Search This Blog

Thursday, March 22, 2012

And then there were ten.

Seconds out!  With round one kicking off - excuse the mixed metaphor - one month today there are ten candidates for the presidency of the French Republic left slugging it out in the, increasingly media-centric, ring. And that ten includes, Marine Le Pen, leader of the nationalist right wing Front National (FN) who, after months of whingeing about the "disgraceful injustice" of a system that requires 500 anonymous signatures from French elective officialdom for any given candidate to become eligible to stand in the first round, has scraped through. Not that it has done her any real good as the incumbent, Nicolas Sarkozy, leading the UMP, confirmed one of the worst ever secrets of the last four years ie that he would stand for re-election,  and has been stealing Le Pen's fire ever since.

François Hollande, the socialist party candidate is the man with everything to lose as he sees his long held lead in the opinion polls diminish to the point where the first round appears to be anyone's. Well, not strictly anyone's, as much as Marine Le Pen, François Bayrou, leader of the Democratic Movement, and Jean-Luc Mélenchon, leader of the far left Leftist Party, would like us to believe as they all, with roughly similar scores in recent opinion polls ie 12-14%, have a last dash chance of getting through to the second round. No, no, they haven't.

It is safe to imagine that a majority of the first round votes will fall to Sarkozy and Hollande and that those two will then battle it out two weeks later to becoming king, oops, president!  I have to admit to knowing nothing about four of the remaining contenders. Yes, I could be accused of sweeping them aside with little understanding of the electoral process and yet since they are likely to achieve less than 5% between them, you'll forgive me for not allocating them their moment of Le Log Lillois gloire. I will however give mention to the widely derided, Eva Joly, (left) the candidate of the Green Party. I'm not entirely certain why she should be so disliked unless it is because she is originally from Norway ie not "proper" French and yet a video of her (no, not that kind of video), explaining the Norwegian political system (which btw is a model to be aspired to) shows her to be a very approachable, affable and considered woman. She was Reader's Digest European of the Year in 2002. Perhaps that is why she is stuck at 2,5% in the polls?

The remaining four wanabees have dignities to retain as intact as possible and potential influence or perhaps even roles in government as seems to be the fashion even where coalition is not the determiner. Bayrou is vaguely centrist, sort of conservative in a nice-ish way, with some support but  he is destined to continue bobbing up to the political surface briefly, before disappearing again till next time. Pity. He seems, potentially, to be a man of some substance and gravitas with little of the showy politicky hubris of say, Sarkozy,  and more statesmanlike than Hollande has thus far demonstrated himself to be.  Le Pen has not managed to hold on to her advantage of last year when, briefly, she led the polls as Sarkozy has merely shouted a little louder  -mostly showmanship of course - about some of the issues dear to her ideology and to the prejudices of her followers. Think UKIP/BNP.  He has thereby managed to close the gap with Hollande but there is as yet little evidence of anything but a win in the second round for Hollande. Of course, events such as have unfurled in Toulouse play directly into the hands of an incumbent who can fluff up his feathers and make some political hay whilst that sad sun shines.

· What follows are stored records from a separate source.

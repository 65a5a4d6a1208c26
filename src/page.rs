//! Page data model shared by the pre-pass and the chunk scheduler.
//!
//! A [`Page`] is produced once by the pre-pass with its raster, image
//! regions and TOC entries, in the [`Pending`] state. The scheduler consumes
//! it exactly once through [`Page::settle`], yielding a `Page<Settled>`.
//! Because `settle` takes `self` by value, content can never be written twice
//! and a pending page can never be read as if it had content.

use serde::{Deserialize, Serialize};

/// Content state of a page that has not been dispatched yet.
#[derive(Debug, Clone, Copy, PartialEq, Eq)]
pub struct Pending;

/// Final content state of a page after dispatch.
#[derive(Debug, Clone, PartialEq, Eq, Serialize, Deserialize)]
pub enum Settled {
    /// The recognizer produced content for the page.
    Done(String),
    /// The page's chunk failed, or the response carried no payload.
    Failed,
}

impl Settled {
    /// The page text; empty when failed.
    pub fn as_str(&self) -> &str {
        match self {
            Settled::Done(s) => s,
            Settled::Failed => "",
        }
    }

    pub fn is_failed(&self) -> bool {
        matches!(self, Settled::Failed)
    }
}

/// One page of the source document.
#[derive(Debug, Clone)]
pub struct Page<S = Pending> {
    /// Zero-based, dense page index.
    pub number: usize,
    /// Opaque PNG rendering of the whole page at the configured zoom.
    pub raster: Vec<u8>,
    /// Raster regions found on the page, in discovery order.
    pub regions: Vec<ImageRegion>,
    /// Outline entries that resolve to this page, in outline-walk order.
    pub toc: Vec<TocEntry>,
    content: S,
}

impl Page<Pending> {
    pub fn new(number: usize, raster: Vec<u8>) -> Self {
        Self {
            number,
            raster,
            regions: Vec::new(),
            toc: Vec::new(),
            content: Pending,
        }
    }

    /// Record the page's one and only content outcome.
    pub fn settle(self, content: Settled) -> Page<Settled> {
        Page {
            number: self.number,
            raster: self.raster,
            regions: self.regions,
            toc: self.toc,
            content,
        }
    }
}

impl Page<Settled> {
    pub fn content(&self) -> &str {
        self.content.as_str()
    }

    pub fn outcome(&self) -> &Settled {
        &self.content
    }
}

/// Where an [`ImageRegion`] came from.
#[derive(Debug, Clone, Copy, PartialEq, Eq, Serialize, Deserialize)]
#[serde(rename_all = "snake_case")]
pub enum RegionOrigin {
    /// A raster image embedded in the page or one of its annotations.
    Embedded,
    /// A crop of the page raster covering a cluster of vector drawings.
    DerivedDrawing,
}

/// A named, content-addressed image taken from a page.
///
/// Fields are private so a region cannot change after the name has been
/// derived from its bytes.
#[derive(Debug, Clone, PartialEq, Eq, Serialize, Deserialize)]
pub struct ImageRegion {
    name: String,
    page: usize,
    width: u32,
    height: u32,
    origin: RegionOrigin,
    #[serde(skip)]
    bytes: Vec<u8>,
}

impl ImageRegion {
    pub(crate) fn new(
        name: String,
        page: usize,
        (width, height): (u32, u32),
        origin: RegionOrigin,
        bytes: Vec<u8>,
    ) -> Self {
        Self {
            name,
            page,
            width,
            height,
            origin,
            bytes,
        }
    }

    pub fn name(&self) -> &str {
        &self.name
    }

    pub fn page(&self) -> usize {
        self.page
    }

    /// Pixel size `(width, height)`.
    pub fn size(&self) -> (u32, u32) {
        (self.width, self.height)
    }

    pub fn origin(&self) -> RegionOrigin {
        self.origin
    }

    /// Encoded PNG payload.
    pub fn bytes(&self) -> &[u8] {
        &self.bytes
    }
}

/// A titled, leveled pointer from the document outline to a page.
#[derive(Debug, Clone, PartialEq, Eq, Serialize, Deserialize)]
pub struct TocEntry {
    pub title: String,
    /// Nesting depth, 0 for top-level entries.
    pub level: usize,
    pub page: usize,
}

Le Pen has a brilliant idea about withdrawing from the Euro and going back to the Franc. A New Franc - or maybe Franc Nouveau (FN)? - would be worth exactly the same as a Euro and indeed on the international markets we would still trade in Euros, euro Euros rather than euro Francs. Simply genius!  We've been having a lot of fun with that one. Perhaps we could do away with old centimes and just call them new marines?

Sarkozy has told us that if we, I use the term collectively but excluding myself as I have no right to vote in this election, have the audacity not to re-elect him, then he will disappear from political life. Depending on which side of the fence you sit this is as much a threat as it is a promise. And is there anyone "better" to replace him from within his own party.  Then again the French just regroup and rename and voilà "new" party with "new" ideas.

Why do the French continue time after time to support their political elite when that elite has largely failed the country over the last three decades? Probably for the same reason that in the UK either Labour or Conservative governments have done their best/worst for many many decades. The current arrangement in the UK being an aberration although so many appear to see it as an abhorrence.

Just six weeks and a bit and we'll know whether the status quo will continue with or without a new person at the helm, or, and it's a very big or, perhaps the French will vote for something else.